* PROMPT *
What you write should be the line containing "classhub::api::auth::ensure_admin_user(&db, &config).await?;" followed by every line after it to the end of the listing, exactly as given, and nothing more.

━━━

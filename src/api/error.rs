//! Unified API error handling.
//!
//! Every endpoint reports failures in one JSON envelope with a stable
//! machine-readable code. Validation problems carry field-level detail;
//! internal problems are logged and surfaced generically.

use axum::{
    http::StatusCode,
    response::{IntoResponse, Response},
    Json,
};
use serde::{Deserialize, Serialize};
use std::collections::HashMap;

/// Error codes for API responses
#[derive(Debug, Clone, Copy, PartialEq, Eq, Serialize, Deserialize)]
#[serde(rename_all = "snake_case")]
pub enum ErrorCode {
    // Client errors (4xx)
    BadRequest,
    Unauthorized,
    Forbidden,
    NotFound,
    Conflict,
    ValidationError,

    // Server errors (5xx)
    InternalError,
    DatabaseError,
}

impl ErrorCode {
    pub fn status_code(&self) -> StatusCode {
        match self {
            ErrorCode::BadRequest => StatusCode::BAD_REQUEST,
            ErrorCode::Unauthorized => StatusCode::UNAUTHORIZED,
            ErrorCode::Forbidden => StatusCode::FORBIDDEN,
            ErrorCode::NotFound => StatusCode::NOT_FOUND,
            ErrorCode::Conflict => StatusCode::CONFLICT,
            ErrorCode::ValidationError => StatusCode::BAD_REQUEST,
            ErrorCode::InternalError => StatusCode::INTERNAL_SERVER_ERROR,
            ErrorCode::DatabaseError => StatusCode::INTERNAL_SERVER_ERROR,
        }
    }

    pub fn as_str(&self) -> &'static str {
        match self {
            ErrorCode::BadRequest => "bad_request",
            ErrorCode::Unauthorized => "unauthorized",
            ErrorCode::Forbidden => "forbidden",
            ErrorCode::NotFound => "not_found",
            ErrorCode::Conflict => "conflict",
            ErrorCode::ValidationError => "validation_error",
            ErrorCode::InternalError => "internal_error",
            ErrorCode::DatabaseError => "database_error",
        }
    }
}

/// The inner error object in the response
#[derive(Debug, Serialize, Deserialize)]
pub struct ErrorBody {
    pub code: String,
    pub message: String,
    #[serde(skip_serializing_if = "Option::is_none")]
    pub details: Option<HashMap<String, Vec<String>>>,
}

/// The full error response envelope
#[derive(Debug, Serialize, Deserialize)]
pub struct ErrorResponse {
    pub error: ErrorBody,
}

/// Unified API error type
#[derive(Debug)]
pub struct ApiError {
    code: ErrorCode,
    message: String,
    details: Option<HashMap<String, Vec<String>>>,
}

impl ApiError {
    pub fn new(code: ErrorCode, message: impl Into<String>) -> Self {
        Self {
            code,
            message: message.into(),
            details: None,
        }
    }

    pub fn bad_request(message: impl Into<String>) -> Self {
        Self::new(ErrorCode::BadRequest, message)
    }

    /// Authentication required or credentials invalid (401)
    pub fn unauthorized(message: impl Into<String>) -> Self {
        Self::new(ErrorCode::Unauthorized, message)
    }

    /// Authenticated but the access rule denies the operation (403).
    /// Denials are uniform: no detail about why beyond this message.
    pub fn access_denied() -> Self {
        Self::new(ErrorCode::Forbidden, "Access denied")
    }

    pub fn forbidden(message: impl Into<String>) -> Self {
        Self::new(ErrorCode::Forbidden, message)
    }

    pub fn not_found(message: impl Into<String>) -> Self {
        Self::new(ErrorCode::NotFound, message)
    }

    /// Duplicate unique key or state conflict (409)
    pub fn conflict(message: impl Into<String>) -> Self {
        Self::new(ErrorCode::Conflict, message)
    }

    /// Validation error (400) with field-level details
    pub fn validation(errors: HashMap<String, Vec<String>>) -> Self {
        let message = if errors.len() == 1 {
            errors
                .values()
                .next()
                .and_then(|v| v.first())
                .cloned()
                .unwrap_or_else(|| "Validation failed".to_string())
        } else {
            format!("Validation failed for {} fields", errors.len())
        };

        Self {
            code: ErrorCode::ValidationError,
            message,
            details: Some(errors),
        }
    }

    /// Single field validation error
    pub fn validation_field(field: &str, message: impl Into<String>) -> Self {
        let mut errors = HashMap::new();
        errors.insert(field.to_string(), vec![message.into()]);
        Self::validation(errors)
    }

    pub fn internal(message: impl Into<String>) -> Self {
        Self::new(ErrorCode::InternalError, message)
    }

    pub fn database(message: impl Into<String>) -> Self {
        Self::new(ErrorCode::DatabaseError, message)
    }
}

impl IntoResponse for ApiError {
    fn into_response(self) -> Response {
        let status = self.code.status_code();
        let response = ErrorResponse {
            error: ErrorBody {
                code: self.code.as_str().to_string(),
                message: self.message,
                details: self.details,
            },
        };

        (status, Json(response)).into_response()
    }
}

impl std::fmt::Display for ApiError {
    fn fmt(&self, f: &mut std::fmt::Formatter<'_>) -> std::fmt::Result {
        write!(f, "[{}] {}", self.code.as_str(), self.message)
    }
}

impl std::error::Error for ApiError {}

impl From<sqlx::Error> for ApiError {
    fn from(err: sqlx::Error) -> Self {
        tracing::error!("Database error: {}", err);

        match &err {
            sqlx::Error::RowNotFound => ApiError::not_found("Resource not found"),
            sqlx::Error::Database(db_err) => {
                let msg = db_err.message();
                if msg.contains("UNIQUE constraint failed") {
                    ApiError::conflict("A resource with this identifier already exists")
                } else if msg.contains("FOREIGN KEY constraint failed") {
                    ApiError::bad_request("Referenced resource does not exist")
                } else {
                    ApiError::database("A database error occurred")
                }
            }
            _ => ApiError::database("A database error occurred"),
        }
    }
}

/// Builder for collecting multiple validation errors
#[derive(Debug, Default)]
pub struct ValidationErrorBuilder {
    errors: HashMap<String, Vec<String>>,
}

impl ValidationErrorBuilder {
    pub fn new() -> Self {
        Self::default()
    }

    pub fn add(&mut self, field: impl Into<String>, message: impl Into<String>) -> &mut Self {
        self.errors
            .entry(field.into())
            .or_default()
            .push(message.into());
        self
    }

    pub fn is_empty(&self) -> bool {
        self.errors.is_empty()
    }

    /// Return Ok(()) if no errors, or Err(ApiError) if there are errors
    pub fn finish(self) -> Result<(), ApiError> {
        if self.errors.is_empty() {
            Ok(())
        } else {
            Err(ApiError::validation(self.errors))
        }
    }
}
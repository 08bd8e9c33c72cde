//! User and session models.

use serde::{Deserialize, Serialize};
use sqlx::FromRow;

/// Platform roles. A user's role is fixed at creation.
#[derive(Debug, Clone, Copy, PartialEq, Eq, Serialize, Deserialize)]
#[serde(rename_all = "lowercase")]
pub enum UserRole {
    Admin,
    Teacher,
    Student,
}

impl UserRole {
    pub fn is_admin(&self) -> bool {
        matches!(self, UserRole::Admin)
    }

    pub fn is_teacher(&self) -> bool {
        matches!(self, UserRole::Teacher)
    }

    pub fn is_student(&self) -> bool {
        matches!(self, UserRole::Student)
    }
}

impl std::fmt::Display for UserRole {
    fn fmt(&self, f: &mut std::fmt::Formatter<'_>) -> std::fmt::Result {
        match self {
            UserRole::Admin => write!(f, "admin"),
            UserRole::Teacher => write!(f, "teacher"),
            UserRole::Student => write!(f, "student"),
        }
    }
}

impl std::str::FromStr for UserRole {
    type Err = String;

    fn from_str(s: &str) -> Result<Self, Self::Err> {
        match s.to_lowercase().as_str() {
            "admin" => Ok(UserRole::Admin),
            "teacher" => Ok(UserRole::Teacher),
            "student" => Ok(UserRole::Student),
            _ => Err(format!("Unknown role: {}", s)),
        }
    }
}

impl From<String> for UserRole {
    fn from(s: String) -> Self {
        s.parse().unwrap_or(UserRole::Student)
    }
}

/// A subject a student is enrolled in, with booked class count and fees
#[derive(Debug, Clone, Serialize, Deserialize, PartialEq)]
pub struct EnrolledSubject {
    pub subject: String,
    #[serde(default)]
    pub classes: i64,
    #[serde(default)]
    pub fees: f64,
}

#[derive(Debug, Clone, Serialize, Deserialize, FromRow)]
pub struct User {
    pub id: String,
    pub name: String,
    pub email: String,
    pub phone: Option<String>,
    pub password_hash: String,
    pub role: String,
    pub avatar: String,
    pub is_active: i32,
    // Student fields
    pub grade: Option<String>,
    pub school: Option<String>,
    pub father_name: Option<String>,
    pub father_contact: Option<String>,
    pub mother_name: Option<String>,
    pub mother_contact: Option<String>,
    /// JSON-serialized list of [`EnrolledSubject`]
    pub enrolled_subjects: Option<String>,
    // Teacher fields
    pub specialization: Option<String>,
    pub qualification: Option<String>,
    pub created_at: String,
    pub updated_at: String,
}

impl User {
    pub fn role_enum(&self) -> UserRole {
        self.role.clone().into()
    }

    pub fn is_enabled(&self) -> bool {
        self.is_active != 0
    }

    pub fn enrolled_subjects(&self) -> Vec<EnrolledSubject> {
        self.enrolled_subjects
            .as_deref()
            .and_then(|s| serde_json::from_str(s).ok())
            .unwrap_or_default()
    }
}

/// Full user view: everything except the password hash. Returned for
/// self-views and admin views.
#[derive(Debug, Clone, Serialize, Deserialize)]
pub struct UserProfile {
    pub id: String,
    pub name: String,
    pub email: String,
    pub phone: Option<String>,
    pub role: String,
    pub avatar: String,
    pub is_active: bool,
    #[serde(skip_serializing_if = "Option::is_none")]
    pub grade: Option<String>,
    #[serde(skip_serializing_if = "Option::is_none")]
    pub school: Option<String>,
    #[serde(skip_serializing_if = "Option::is_none")]
    pub father_name: Option<String>,
    #[serde(skip_serializing_if = "Option::is_none")]
    pub father_contact: Option<String>,
    #[serde(skip_serializing_if = "Option::is_none")]
    pub mother_name: Option<String>,
    #[serde(skip_serializing_if = "Option::is_none")]
    pub mother_contact: Option<String>,
    #[serde(skip_serializing_if = "Vec::is_empty", default)]
    pub enrolled_subjects: Vec<EnrolledSubject>,
    #[serde(skip_serializing_if = "Option::is_none")]
    pub specialization: Option<String>,
    #[serde(skip_serializing_if = "Option::is_none")]
    pub qualification: Option<String>,
    pub created_at: String,
    pub updated_at: String,
}

impl From<User> for UserProfile {
    fn from(user: User) -> Self {
        let enrolled = user.enrolled_subjects();
        Self {
            id: user.id,
            name: user.name,
            email: user.email,
            phone: user.phone,
            role: user.role,
            avatar: user.avatar,
            is_active: user.is_active != 0,
            grade: user.grade,
            school: user.school,
            father_name: user.father_name,
            father_contact: user.father_contact,
            mother_name: user.mother_name,
            mother_contact: user.mother_contact,
            enrolled_subjects: enrolled,
            specialization: user.specialization,
            qualification: user.qualification,
            created_at: user.created_at,
            updated_at: user.updated_at,
        }
    }
}

#[derive(Debug, Clone, Serialize, Deserialize, FromRow)]
pub struct Session {
    pub id: String,
    pub user_id: String,
    pub token_hash: String,
    pub expires_at: String,
    pub created_at: String,
}

#[derive(Debug, Deserialize)]
pub struct LoginRequest {
    pub email: String,
    pub password: String,
}

#[derive(Debug, Serialize)]
pub struct LoginResponse {
    pub token: String,
    pub user: UserProfile,
}

#[derive(Debug, Deserialize)]
pub struct RegisterRequest {
    pub name: String,
    pub email: String,
    pub password: String,
    pub phone: Option<String>,
    /// "teacher" or "student"; admin accounts are never self-registered
    pub role: Option<String>,
}

/// Admin-created teacher or student account
#[derive(Debug, Deserialize)]
pub struct CreateUserRequest {
    pub name: String,
    pub email: String,
    pub password: String,
    pub role: String,
    pub phone: Option<String>,
    // Student fields
    pub grade: Option<String>,
    pub school: Option<String>,
    pub father_name: Option<String>,
    pub father_contact: Option<String>,
    pub mother_name: Option<String>,
    pub mother_contact: Option<String>,
    pub enrolled_subjects: Option<Vec<EnrolledSubject>>,
    // Teacher fields
    pub specialization: Option<String>,
    pub qualification: Option<String>,
}

#[derive(Debug, Deserialize)]
pub struct UpdateProfileRequest {
    pub name: Option<String>,
    pub phone: Option<String>,
    pub email: Option<String>,
}

#[derive(Debug, Deserialize)]
pub struct ChangePasswordRequest {
    pub current_password: String,
    pub new_password: String,
}

#[derive(Debug, Deserialize)]
pub struct UpdateUserStatusRequest {
    pub is_active: bool,
}

#[cfg(test)]
mod tests {
    use super::*;

    fn sample_user(role: &str) -> User {
        User {
            id: "u1".to_string(),
            name: "Test User".to_string(),
            email: "test@example.com".to_string(),
            phone: Some("12345".to_string()),
            password_hash: "hash".to_string(),
            role: role.to_string(),
            avatar: String::new(),
            is_active: 1,
            grade: None,
            school: None,
            father_name: None,
            father_contact: None,
            mother_name: None,
            mother_contact: None,
            enrolled_subjects: None,
            specialization: None,
            qualification: None,
            created_at: "2026-01-01T00:00:00Z".to_string(),
            updated_at: "2026-01-01T00:00:00Z".to_string(),
        }
    }

    #[test]
    fn test_role_parsing() {
        assert_eq!("admin".parse::<UserRole>().unwrap(), UserRole::Admin);
        assert_eq!("Teacher".parse::<UserRole>().unwrap(), UserRole::Teacher);
        assert_eq!("student".parse::<UserRole>().unwrap(), UserRole::Student);
        assert!("principal".parse::<UserRole>().is_err());
    }

    #[test]
    fn test_unknown_role_defaults_to_student() {
        let mut user = sample_user("something-else");
        user.role = "something-else".to_string();
        assert_eq!(user.role_enum(), UserRole::Student);
    }

    #[test]
    fn test_enrolled_subjects_parsing() {
        let mut user = sample_user("student");
        user.enrolled_subjects =
            Some(r#"[{"subject":"Math","classes":8,"fees":120.0}]"#.to_string());

        let subjects = user.enrolled_subjects();
        assert_eq!(subjects.len(), 1);
        assert_eq!(subjects[0].subject, "Math");
        assert_eq!(subjects[0].classes, 8);
    }

    #[test]
    fn test_profile_never_exposes_password_hash() {
        let profile = UserProfile::from(sample_user("teacher"));
        let json = serde_json::to_value(&profile).unwrap();
        assert!(json.get("password_hash").is_none());
        assert_eq!(json["email"], "test@example.com");
    }
}
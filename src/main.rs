use anyhow::Result;
use clap::Parser;
use std::path::PathBuf;
use std::sync::Arc;
use tracing_subscriber::{layer::SubscriberExt, util::SubscriberInitExt};

use classhub::config::Config;
use classhub::AppState;

#[derive(Parser, Debug)]
#[command(name = "classhub")]
#[command(author, version, about = "A lightweight tutoring platform backend", long_about = None)]
struct Cli {
    /// Path to configuration file
    #[arg(short, long, default_value = "classhub.toml")]
    config: PathBuf,

    /// Override log level
    #[arg(short, long)]
    log_level: Option<String>,
}

#[tokio::main]
async fn main() -> Result<()> {
    let cli = Cli::parse();

    let config = Config::load(&cli.config)?;

    let log_level = cli
        .log_level
        .as_ref()
        .unwrap_or(&config.logging.level)
        .clone();

    tracing_subscriber::registry()
        .with(
            tracing_subscriber::EnvFilter::try_from_default_env()
                .unwrap_or_else(|_| tracing_subscriber::EnvFilter::new(&log_level)),
        )
        .with(tracing_subscriber::fmt::layer())
        .init();

    tracing::info!("Starting ClassHub v{}", env!("CARGO_PKG_VERSION"));

    std::fs::create_dir_all(&config.server.data_dir)?;

    let db = classhub::db::init(&config.server.data_dir).await?;

    // Seed the admin account on first start
    classhub::api::auth::ensure_admin_user(&db, &config).await?;

    let state = Arc::new(AppState::new(config.clone(), db));
    let app = classhub::api::create_router(state);

    let addr = format!("{}:{}", config.server.host, config.server.port);
    let listener = tokio::net::TcpListener::bind(&addr).await?;

    tracing::info!("API server listening on http://{}", addr);

    axum::serve(listener, app)
        .with_graceful_shutdown(shutdown_signal())
        .await?;

    tracing::info!("Server stopped");
    Ok(())
}

async fn shutdown_signal() {
    let ctrl_c = async {
        tokio::signal::ctrl_c()
            .await
            .expect("Failed to install Ctrl+C handler");
    };

    #[cfg(unix)]
    let terminate = async {
        tokio::signal::unix::signal(tokio::signal::unix::SignalKind::terminate())
            .expect("Failed to install signal handler")
            .recv()
            .await;
    };

    #[cfg(not(unix))]
    let terminate = std::future::pending::<()>();

    tokio::select! {
        _ = ctrl_c => {},
        _ = terminate => {},
    }

    tracing::info!("Shutdown signal received");
}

━━━

* SOLUTION *
    classhub::api::auth::ensure_admin_user(&db, &config).await?;

    let state = Arc::new(AppState::new(config.clone(), db));
    let app = classhub::api::create_router(state);

    let addr = format!("{}:{}", config.server.host, config.server.port);
    let listener = tokio::net::TcpListener::bind(&addr).await?;

    tracing::info!("API server listening on http://{}", addr);

    axum::serve(listener, app)
        .with_graceful_shutdown(shutdown_signal())
        .await?;

    tracing::info!("Server stopped");
    Ok(())
}

async fn shutdown_signal() {
    let ctrl_c = async {
        tokio::signal::ctrl_c()
            .await
            .expect("Failed to install Ctrl+C handler");
    };

    #[cfg(unix)]
    let terminate = async {
        tokio::signal::unix::signal(tokio::signal::unix::SignalKind::terminate())
            .expect("Failed to install signal handler")
            .recv()
            .await;
    };

    #[cfg(not(unix))]
    let terminate = std::future::pending::<()>();

    tokio::select! {
        _ = ctrl_c => {},
        _ = terminate => {},
    }

    tracing::info!("Shutdown signal received");
}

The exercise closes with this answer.